Drainage, a French Lesson
Good fences make good neighbors, and so does good drainage. To make sure you aren’t going to adversely impact anyone else’s land, direct the water away from your house (and your neighbor’s house), toward an area with plants that could use some extra irrigation.
If you have a large garden area with sandy, naturally draining soil, connect the tub drain to your garden with ABS pipe, available at any hardware store. But if the space for your drainage field is more limited, you may want to install a French drain.
To do so, dig a trough 12 inches deep by 12 inches wide, making sure that it is at a lower elevation than your tub to allow gravity to do its thing. Six feet is a good length to shoot for, noting that you can shorten the pipe if your soil naturally drains quickly, or lengthen it if your soil drains slowly. The bottom of the trough should slope in the direction of the water’s flow. Fill the trough three-quarters of the way with gravel (½-inch to 1-inch gravel is appropriate here).
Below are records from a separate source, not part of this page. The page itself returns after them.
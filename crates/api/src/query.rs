//! Shared query parameter types for API handlers.

use serde::Deserialize;
use validator::Validate;

/// Longest accepted search term, in characters.
pub const MAX_SEARCH_LEN: u64 = 100;

/// Query parameters for `GET /api/search` (`?q=`).
#[derive(Debug, Deserialize, Validate)]
pub struct SearchParams {
    #[validate(length(max = 100))]
    pub q: Option<String>,
}

impl SearchParams {
    /// The trimmed search term, `None` when missing or blank.
    pub fn term(&self) -> Option<&str> {
        self.q.as_deref().map(str::trim).filter(|q| !q.is_empty())
    }
}

/// Optional `?platform=` filter. Kept as a raw string so an unknown value can
/// be reported as a 400 instead of a deserialization rejection.
#[derive(Debug, Deserialize)]
pub struct PlatformFilterParams {
    pub platform: Option<String>,
}

#[cfg(test)]
mod tests {
    use super::*;

    #[test]
    fn blank_term_is_none() {
        let params = SearchParams {
            q: Some("   ".to_string()),
        };
        assert_eq!(params.term(), None);
        assert!(params.validate().is_ok());
    }

    #[test]
    fn long_term_fails_validation() {
        let params = SearchParams {
            q: Some("a".repeat(MAX_SEARCH_LEN as usize + 1)),
        };
        assert!(params.validate().is_err());

        let params = SearchParams {
            q: Some("a".repeat(MAX_SEARCH_LEN as usize)),
        };
        assert!(params.validate().is_ok());
    }
}
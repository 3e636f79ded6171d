//! Session tokens issued by the identity provider.
//!
//! Browsers send the session as the `__session` cookie; API clients send it
//! as `Authorization: Bearer <token>`. Tokens are JWTs verified either with a
//! shared HS256 secret or with the provider's RS256 public key. The claims
//! carry the user id (`sub`) and the onboarding metadata bag.

use std::fmt;

use axum::http::header::{AUTHORIZATION, COOKIE};
use axum::http::HeaderMap;
use jsonwebtoken::{decode, encode, Algorithm, DecodingKey, EncodingKey, Header, Validation};
use serde::{Deserialize, Serialize};

/// Cookie carrying the session token on browser requests.
pub const SESSION_COOKIE: &str = "__session";

/// Claims embedded in every session token.
#[derive(Debug, Serialize, Deserialize, Clone)]
pub struct SessionClaims {
    /// Subject -- the identity provider's user id.
    pub sub: String,
    /// Expiration time (UTC Unix timestamp).
    pub exp: i64,
    /// Issued-at time (UTC Unix timestamp).
    pub iat: i64,
    /// Public metadata attached to the user (onboarding fields).
    #[serde(default, skip_serializing_if = "Option::is_none")]
    pub metadata: Option<serde_json::Value>,
}

/// Key material for verifying session tokens.
#[derive(Clone)]
pub struct SessionConfig {
    decoding_key: DecodingKey,
    algorithm: Algorithm,
}

impl fmt::Debug for SessionConfig {
    fn fmt(&self, f: &mut fmt::Formatter<'_>) -> fmt::Result {
        f.debug_struct("SessionConfig")
            .field("algorithm", &self.algorithm)
            .finish_non_exhaustive()
    }
}

impl SessionConfig {
    /// Verify tokens with a shared HS256 secret.
    pub fn from_secret(secret: &str) -> Self {
        Self {
            decoding_key: DecodingKey::from_secret(secret.as_bytes()),
            algorithm: Algorithm::HS256,
        }
    }

    /// Verify tokens with the identity provider's RS256 public key (PEM).
    pub fn from_rsa_pem(pem: &str) -> Result<Self, jsonwebtoken::errors::Error> {
        Ok(Self {
            decoding_key: DecodingKey::from_rsa_pem(pem.as_bytes())?,
            algorithm: Algorithm::RS256,
        })
    }

    /// Load session verification settings from environment variables.
    ///
    /// | Env Var                  | Required | Notes                         |
    /// |--------------------------|----------|-------------------------------|
    /// | `SESSION_JWT_PUBLIC_KEY` | one of   | RS256 PEM, takes precedence   |
    /// | `SESSION_JWT_SECRET`     | one of   | HS256 shared secret           |
    ///
    /// # Panics
    ///
    /// Panics if neither is set, the secret is empty, or the PEM is invalid.
    pub fn from_env() -> Self {
        if let Ok(pem) = std::env::var("SESSION_JWT_PUBLIC_KEY") {
            return Self::from_rsa_pem(&pem)
                .expect("SESSION_JWT_PUBLIC_KEY must be a valid RSA public key PEM");
        }

        let secret = std::env::var("SESSION_JWT_SECRET")
            .expect("SESSION_JWT_SECRET or SESSION_JWT_PUBLIC_KEY must be set");
        assert!(!secret.is_empty(), "SESSION_JWT_SECRET must not be empty");
        Self::from_secret(&secret)
    }
}

/// Find the session token on a request: bearer header first, then cookie.
pub fn extract_token(headers: &HeaderMap) -> Option<&str> {
    let bearer = headers
        .get(AUTHORIZATION)
        .and_then(|v| v.to_str().ok())
        .and_then(|v| v.strip_prefix("Bearer "))
        .map(str::trim)
        .filter(|t| !t.is_empty());
    if bearer.is_some() {
        return bearer;
    }

    headers
        .get_all(COOKIE)
        .iter()
        .filter_map(|v| v.to_str().ok())
        .flat_map(|v| v.split(';'))
        .filter_map(|pair| pair.trim().split_once('='))
        .find(|(name, value)| *name == SESSION_COOKIE && !value.is_empty())
        .map(|(_, value)| value)
}

/// Validate and decode a session token, returning the embedded [`SessionClaims`].
///
/// Validates the signature and expiration automatically.
pub fn validate_session_token(
    token: &str,
    config: &SessionConfig,
) -> Result<SessionClaims, jsonwebtoken::errors::Error> {
    let token_data = decode::<SessionClaims>(
        token,
        &config.decoding_key,
        &Validation::new(config.algorithm),
    )?;
    Ok(token_data.claims)
}

/// Sign claims with an HS256 secret.
///
/// Tokens are normally minted by the identity provider; this exists for
/// local development against a shared secret.
pub fn sign_session_token(
    claims: &SessionClaims,
    secret: &str,
) -> Result<String, jsonwebtoken::errors::Error> {
    encode(
        &Header::default(), // HS256
        claims,
        &EncodingKey::from_secret(secret.as_bytes()),
    )
}

#[cfg(test)]
mod tests {
    use axum::http::HeaderValue;
    use serde_json::json;

    use super::*;

    const SECRET: &str = "test-secret-that-is-long-enough-for-hmac";

    fn claims(exp_offset_secs: i64) -> SessionClaims {
        let now = chrono::Utc::now().timestamp();
        SessionClaims {
            sub: "user_2abc".to_string(),
            exp: now + exp_offset_secs,
            iat: now,
            metadata: Some(json!({ "is_confirmed": true })),
        }
    }

    #[test]
    fn test_sign_and_validate_session_token() {
        let config = SessionConfig::from_secret(SECRET);
        let token = sign_session_token(&claims(600), SECRET).expect("signing should succeed");

        let decoded = validate_session_token(&token, &config).expect("token should validate");
        assert_eq!(decoded.sub, "user_2abc");
        assert_eq!(decoded.metadata, Some(json!({ "is_confirmed": true })));
    }

    #[test]
    fn test_expired_token_fails() {
        // Well past the default 60-second leeway.
        let token = sign_session_token(&claims(-300), SECRET).unwrap();
        let result = validate_session_token(&token, &SessionConfig::from_secret(SECRET));
        assert!(result.is_err(), "expired token must fail validation");
    }

    #[test]
    fn test_different_secrets_fail() {
        let token = sign_session_token(&claims(600), "secret-alpha").unwrap();
        let result = validate_session_token(&token, &SessionConfig::from_secret("secret-bravo"));
        assert!(result.is_err(), "token signed with a different secret must fail");
    }

    #[test]
    fn test_metadata_is_optional() {
        let mut without = claims(600);
        without.metadata = None;
        let token = sign_session_token(&without, SECRET).unwrap();
        let decoded = validate_session_token(&token, &SessionConfig::from_secret(SECRET)).unwrap();
        assert_eq!(decoded.metadata, None);
    }

    #[test]
    fn test_invalid_pem_is_rejected() {
        assert!(SessionConfig::from_rsa_pem("not a pem").is_err());
    }

    #[test]
    fn test_extract_bearer_token() {
        let mut headers = HeaderMap::new();
        headers.insert(AUTHORIZATION, HeaderValue::from_static("Bearer abc.def.ghi"));
        assert_eq!(extract_token(&headers), Some("abc.def.ghi"));
    }

    #[test]
    fn test_extract_session_cookie() {
        let mut headers = HeaderMap::new();
        headers.insert(
            COOKIE,
            HeaderValue::from_static("theme=dark; __session=abc.def.ghi; other=1"),
        );
        assert_eq!(extract_token(&headers), Some("abc.def.ghi"));
    }

    #[test]
    fn test_bearer_takes_precedence_over_cookie() {
        let mut headers = HeaderMap::new();
        headers.insert(AUTHORIZATION, HeaderValue::from_static("Bearer from-header"));
        headers.insert(COOKIE, HeaderValue::from_static("__session=from-cookie"));
        assert_eq!(extract_token(&headers), Some("from-header"));
    }

    #[test]
    fn test_no_token() {
        let mut headers = HeaderMap::new();
        assert_eq!(extract_token(&headers), None);

        headers.insert(AUTHORIZATION, HeaderValue::from_static("Basic dXNlcjpwdw=="));
        headers.insert(COOKIE, HeaderValue::from_static("__session="));
        assert_eq!(extract_token(&headers), None);
    }
}
//! Row models and DTOs.
//!
//! Each submodule contains a `FromRow` + `Serialize` struct matching the
//! database row, plus any input DTOs its repository accepts.

pub mod creator;
pub mod post;
pub mod user;
//! Liveness report for load balancers and uptime checks.
//!
//! Always answers 200. An unreachable database marks the report `degraded`.

use axum::extract::State;
use axum::Json;
use serde::Serialize;

use crate::state::AppState;

#[derive(Debug, Serialize)]
pub struct HealthReport {
    /// `ok` or `degraded`.
    pub status: &'static str,
    pub version: &'static str,
    pub db_healthy: bool,
}

impl HealthReport {
    fn new(db_healthy: bool) -> Self {
        Self {
            status: if db_healthy { "ok" } else { "degraded" },
            version: env!("CARGO_PKG_VERSION"),
            db_healthy,
        }
    }
}

// ---------------------------------------------------------------------------
// GET /health
// ---------------------------------------------------------------------------

pub async fn health(State(state): State<AppState>) -> Json<HealthReport> {
    let db_healthy = match swipedeck_db::health_check(&state.pool).await {
        Ok(()) => true,
        Err(e) => {
            tracing::warn!(error = %e, "Database unreachable during health check");
            false
        }
    };
    Json(HealthReport::new(db_healthy))
}

#[cfg(test)]
mod tests {
    use super::*;

    #[test]
    fn status_follows_database() {
        assert_eq!(HealthReport::new(true).status, "ok");
        assert_eq!(HealthReport::new(false).status, "degraded");
    }
}
//! Repository for the `users` table.
//!
//! These rows mirror the identity provider's accounts. Writes here are best
//! effort and never influence routing, which reads session metadata instead.

use sqlx::PgPool;
use swipedeck_core::platform::Platform;

use crate::models::user::{CreateUser, User};

/// Column list shared across queries to avoid repetition.
const COLUMNS: &str = "id, email, platform_preference, opt_in_newsletter, \
                       join_date, is_confirmed, convertkit_id";

/// Provides the mirror writes for user accounts.
pub struct UserRepo;

impl UserRepo {
    /// Insert a freshly signed-up user with empty onboarding state.
    ///
    /// Redelivered signup events return the existing row unchanged (no-op
    /// `DO UPDATE` so `RETURNING` always produces a row).
    pub async fn create_from_signup(pool: &PgPool, input: &CreateUser) -> Result<User, sqlx::Error> {
        let query = format!(
            "INSERT INTO users (id, email, is_confirmed, opt_in_newsletter, platform_preference) \
             VALUES ($1, $2, FALSE, FALSE, NULL) \
             ON CONFLICT (id) DO UPDATE SET id = users.id \
             RETURNING {COLUMNS}"
        );
        sqlx::query_as::<_, User>(&query)
            .bind(&input.id)
            .bind(&input.email)
            .fetch_one(pool)
            .await
    }

    pub async fn find_by_id(pool: &PgPool, id: &str) -> Result<Option<User>, sqlx::Error> {
        let query = format!("SELECT {COLUMNS} FROM users WHERE id = $1");
        sqlx::query_as::<_, User>(&query)
            .bind(id)
            .fetch_optional(pool)
            .await
    }

    /// Record the platform chosen in the first onboarding step.
    ///
    /// Returns `None` if the user has not been mirrored yet.
    pub async fn set_platform_preference(
        pool: &PgPool,
        id: &str,
        platform: Platform,
    ) -> Result<Option<User>, sqlx::Error> {
        let query = format!(
            "UPDATE users SET platform_preference = $2 WHERE id = $1 RETURNING {COLUMNS}"
        );
        sqlx::query_as::<_, User>(&query)
            .bind(id)
            .bind(platform.as_str())
            .fetch_optional(pool)
            .await
    }

    /// Record the newsletter choice from the final onboarding step, which
    /// also confirms the account.
    ///
    /// Returns `None` if the user has not been mirrored yet.
    pub async fn set_newsletter_preference(
        pool: &PgPool,
        id: &str,
        opt_in: bool,
    ) -> Result<Option<User>, sqlx::Error> {
        let query = format!(
            "UPDATE users SET opt_in_newsletter = $2, is_confirmed = TRUE \
             WHERE id = $1 RETURNING {COLUMNS}"
        );
        sqlx::query_as::<_, User>(&query)
            .bind(id)
            .bind(opt_in)
            .fetch_optional(pool)
            .await
    }
}
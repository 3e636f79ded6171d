//! Domain logic for the swipe-file directory.
//!
//! Everything in this crate is synchronous and free of I/O so it can be
//! shared by the API layer, the repositories and tests alike.

pub mod error;
pub mod gate;
pub mod onboarding;
pub mod platform;
pub mod routes;
pub mod seo;
pub mod slug;
pub mod types;
pub mod webhook;
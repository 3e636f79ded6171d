pub mod creators;
pub mod health;
pub mod onboarding;
pub mod pages;
pub mod posts;
pub mod seo;
pub mod webhooks;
Prepare a 2-inch-diameter ABS pipe (length determined by your trough) by drilling ¼-inch holes along the length of the pipe, which will allow the water to drain. Place the pipe in the trough and cover it with more gravel to finish. This will go a long way toward helping your yard accommodate the bathwater.
Place Your Tub
Once you have a solid, level, drainable platform, a clawfoot tub can be installed by simply setting it in place (with the help of a few friends). But a fiberglass or acrylic drop-in tub insert will need a frame for support.
Each frame will be unique to the tub you choose, but the goal is to build four framing walls that, when attached at the corners, will support the rim of the tub ½ inch above your brick foundation (this ½ inch is for a layer of mortar, which will be explained shortly). Use pressure-treated two-by-fours to build the “walls” of this frame; it’s recommended, though not essential, to use a double header (two planks placed atop one another along the top of the frame), which will be supported by two-by-four studs cut to height and nailed (using galvanized framing nails) every 16 inches on center (see diagram on previous page for frame assembly example).
Once the individual walls are built, nail them together at the corners and do a dry run with your tub to see if it will fit into the frame before continuing. You want to make sure that the rim of the tub fits nicely over the top of the frame, this way it will be supported.